Comparing a .csv file with a .arff file

Riju Singhal

unread,

Mar 3, 2014, 12:11:58 AM3/3/14

to wekamooc...@googlegroups.com

Hi!

I performed a simple test. I opened the file weather.nominal through weka. I clicked on edit, and selected all the data in the viewer that opened, and copied it. Then I opened an excel sheet and pasted the copied data. I saved it as a .csv with a different file name. When I opened this new file through weka, it did not generate exactly the same result as the .arff. The attributes seemed to have their order reversed. In the attached picture, the graphs on the left is through the .arff file provided with weka, and the one on the right is the .csv that I made. Can anyone please tell why this difference appeared and how to sort it out? I'm using a Window's 8, 64bit.

Thanks,

Riju Singhal.

Dot csv vs Dot arff.tif

Alan Wikid

unread,

Mar 3, 2014, 10:18:05 PM3/3/14

to wekamooc...@googlegroups.com

Hello Riju!

The difference is only the colour.

If class of your first instance (first line), of your csv file was "yes", then the color will be the same. Try to change your first instance to other instance whose class is "yes"[open csv file in a text editor]. Although, in this case, the color is representative and not denote a real problem.

Ps.:

In ARRF file, the color order is sorted by this line: @attribute play {yes, no} . Of course, this depend on the chose attribute that will also be used as the class attribute.
In CSV file, the class of the first instance["Yes" or "No"] takes the first color.

Best Regards

Alan

--
You received this message because you are subscribed to the Google Groups "WekaMOOC-general" group.
To unsubscribe from this group and stop receiving emails from it, send an email to wekamooc-gener...@googlegroups.com.
To post to this group, send an email to wekamooc...@googlegroups.com.
Visit this group at http://groups.google.com/group/wekamooc-general.
To view this discussion on the web, visit https://groups.google.com/d/msgid/wekamooc-general/4f7fd289-24af-4036-a73e-3bf6325179c9%40googlegroups.com.
For more options, visit https://groups.google.com/groups/opt_out.

Bhoomin Pandya

unread,

Mar 3, 2014, 10:20:49 PM3/3/14

to wekamooc...@googlegroups.com

Hi Raju:

I checked your observation is true.

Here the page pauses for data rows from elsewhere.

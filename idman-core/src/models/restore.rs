//! Restore options, conflict records, and result types.

use std::collections::BTreeMap;
use std::fmt;

use serde::{Deserialize, Serialize};

/// Resource kinds a restore can target.
#[derive(Debug, Clone, Copy, PartialEq, Eq, PartialOrd, Ord, Hash, Serialize, Deserialize)]
#[serde(rename_all = "snake_case")]
pub enum ResourceType {
    Users,
    Groups,
    PermissionSets,
    Assignments,
    All,
}

impl fmt::Display for ResourceType {
    fn fmt(&self, f: &mut fmt::Formatter<'_>) -> fmt::Result {
        let label = match self {
            ResourceType::Users => "users",
            ResourceType::Groups => "groups",
            ResourceType::PermissionSets => "permission_sets",
            ResourceType::Assignments => "assignments",
            ResourceType::All => "all",
        };
        write!(f, "{label}")
    }
}

/// How to resolve a conflict with an existing resource.
#[derive(Debug, Clone, Copy, PartialEq, Eq, Default, Serialize, Deserialize)]
#[serde(rename_all = "snake_case")]
pub enum ConflictStrategy {
    /// Always replace the existing resource.
    Overwrite,
    /// Always keep the existing resource (default).
    #[default]
    Skip,
    /// Semantics-aware merge; falls back to overwrite for kinds where a
    /// field-level merge is not meaningful.
    Merge,
    /// Ask the injected prompter; non-interactive contexts use the
    /// conflict's suggested action, else skip.
    Prompt,
}

/// Concrete action chosen for a single conflict.
#[derive(Debug, Clone, Copy, PartialEq, Eq, Serialize, Deserialize)]
#[serde(rename_all = "snake_case")]
pub enum ConflictAction {
    Overwrite,
    Skip,
    Merge,
}

/// A detected collision between a backup record and the live instance.
#[derive(Debug, Clone, Serialize, Deserialize)]
pub struct ConflictInfo {
    pub resource_type: ResourceType,
    /// Natural key of the conflicting resource.
    pub resource_id: String,
    pub conflict_type: String,
    pub existing_value: serde_json::Value,
    pub new_value: serde_json::Value,
    #[serde(default, skip_serializing_if = "Option::is_none")]
    pub suggested_action: Option<ConflictAction>,
}

/// Assumed-role configuration for restoring into another account.
#[derive(Debug, Clone, PartialEq, Eq, Serialize, Deserialize)]
pub struct CrossAccountConfig {
    pub target_account_id: String,
    pub role_arn: String,
    #[serde(default, skip_serializing_if = "Option::is_none")]
    pub external_id: Option<String>,
    #[serde(default, skip_serializing_if = "Option::is_none")]
    pub target_region: Option<String>,
}

/// Rewrites applied to backup data before a cross-namespace restore.
#[derive(Debug, Clone, Default, PartialEq, Eq, Serialize, Deserialize)]
pub struct ResourceMapping {
    pub source_account_id: String,
    pub target_account_id: String,
    #[serde(default, skip_serializing_if = "Option::is_none")]
    pub source_region: Option<String>,
    #[serde(default, skip_serializing_if = "Option::is_none")]
    pub target_region: Option<String>,
    /// Optional permission set renames, source name -> target name.
    #[serde(default, skip_serializing_if = "BTreeMap::is_empty")]
    pub permission_set_name_map: BTreeMap<String, String>,
}

/// Options controlling a restore run.
#[derive(Debug, Clone, Serialize, Deserialize)]
#[serde(default)]
pub struct RestoreOptions {
    /// Resource kinds to replay; `All` expands to every kind.
    pub target_resources: Vec<ResourceType>,
    pub conflict_strategy: ConflictStrategy,
    pub dry_run: bool,
    /// Instance to restore into; defaults to the backup's source instance.
    pub target_instance_arn: Option<String>,
    pub cross_account: Option<CrossAccountConfig>,
    pub resource_mappings: Vec<ResourceMapping>,
    pub skip_validation: bool,
}

impl Default for RestoreOptions {
    fn default() -> Self {
        Self {
            target_resources: vec![ResourceType::All],
            conflict_strategy: ConflictStrategy::default(),
            dry_run: false,
            target_instance_arn: None,
            cross_account: None,
            resource_mappings: Vec::new(),
            skip_validation: false,
        }
    }
}

impl RestoreOptions {
    /// Whether `kind` is selected by the target-resources filter.
    pub fn targets(&self, kind: ResourceType) -> bool {
        self.target_resources.contains(&kind) || self.target_resources.contains(&ResourceType::All)
    }
}

/// Outcome of walking the rollback journal after a failed restore.
#[derive(Debug, Clone, Default, Serialize, Deserialize)]
pub struct RollbackSummary {
    pub success: bool,
    pub applied_changes_reverted: usize,
    pub message: String,
    #[serde(default, skip_serializing_if = "Vec::is_empty")]
    pub errors: Vec<String>,
}

/// Outcome of a restore run.
#[derive(Debug, Clone, Serialize, Deserialize)]
pub struct RestoreResult {
    pub success: bool,
    pub message: String,
    pub operation_id: String,
    #[serde(default)]
    pub errors: Vec<String>,
    #[serde(default)]
    pub warnings: Vec<String>,
    /// Resource kind -> number of changes applied.
    #[serde(default)]
    pub changes_applied: BTreeMap<String, usize>,
    pub duration_ms: u64,
    #[serde(default, skip_serializing_if = "Option::is_none")]
    pub rollback: Option<RollbackSummary>,
}

/// What a restore would do, without doing it.
#[derive(Debug, Clone, Default, Serialize, Deserialize)]
pub struct RestorePreview {
    /// Resource kind -> number of records that would be processed.
    #[serde(default)]
    pub changes_summary: BTreeMap<String, usize>,
    #[serde(default)]
    pub conflicts: Vec<ConflictInfo>,
    #[serde(default)]
    pub warnings: Vec<String>,
    #[serde(default, skip_serializing_if = "Option::is_none")]
    pub estimated_duration_secs: Option<u64>,
}

#[cfg(test)]
mod tests {
    use super::*;

    #[test]
    fn all_targets_every_kind() {
        let options = RestoreOptions::default();
        assert!(options.targets(ResourceType::Users));
        assert!(options.targets(ResourceType::Assignments));
    }

    #[test]
    fn explicit_targets_are_exclusive() {
        let options = RestoreOptions {
            target_resources: vec![ResourceType::Groups],
            ..Default::default()
        };
        assert!(options.targets(ResourceType::Groups));
        assert!(!options.targets(ResourceType::Users));
    }
}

I do not think it is because of Windows 8. Its got more to do with the difference in the order in which the .arff file is written & the order of values in the .csv as read by WEKA.

Leo Fernandez

unread,

Mar 3, 2014, 11:36:59 PM3/3/14

to wekamooc...@googlegroups.com

As Alan has observed, the difference is in the colour assignment according to the order of 'yes', 'no' in the line @attribute play {yes, no}

To check, after opening your .csv file in weka, save it as a .arff file and them compare the original weather.nominal.arff with the newly created .arff file. You will see the differences in the way the @attribute lines are assigned.

The result is the same only the colour assignment is different.

Best,

Leo
Using WEKA on Ubuntu 12.04

brooke.herbert

unread,

Mar 4, 2014, 5:36:22 PM3/4/14

to wekamooc...@googlegroups.com

Hi Riju,

When Weka reads a .csv file, it takes the first row as the attribute names.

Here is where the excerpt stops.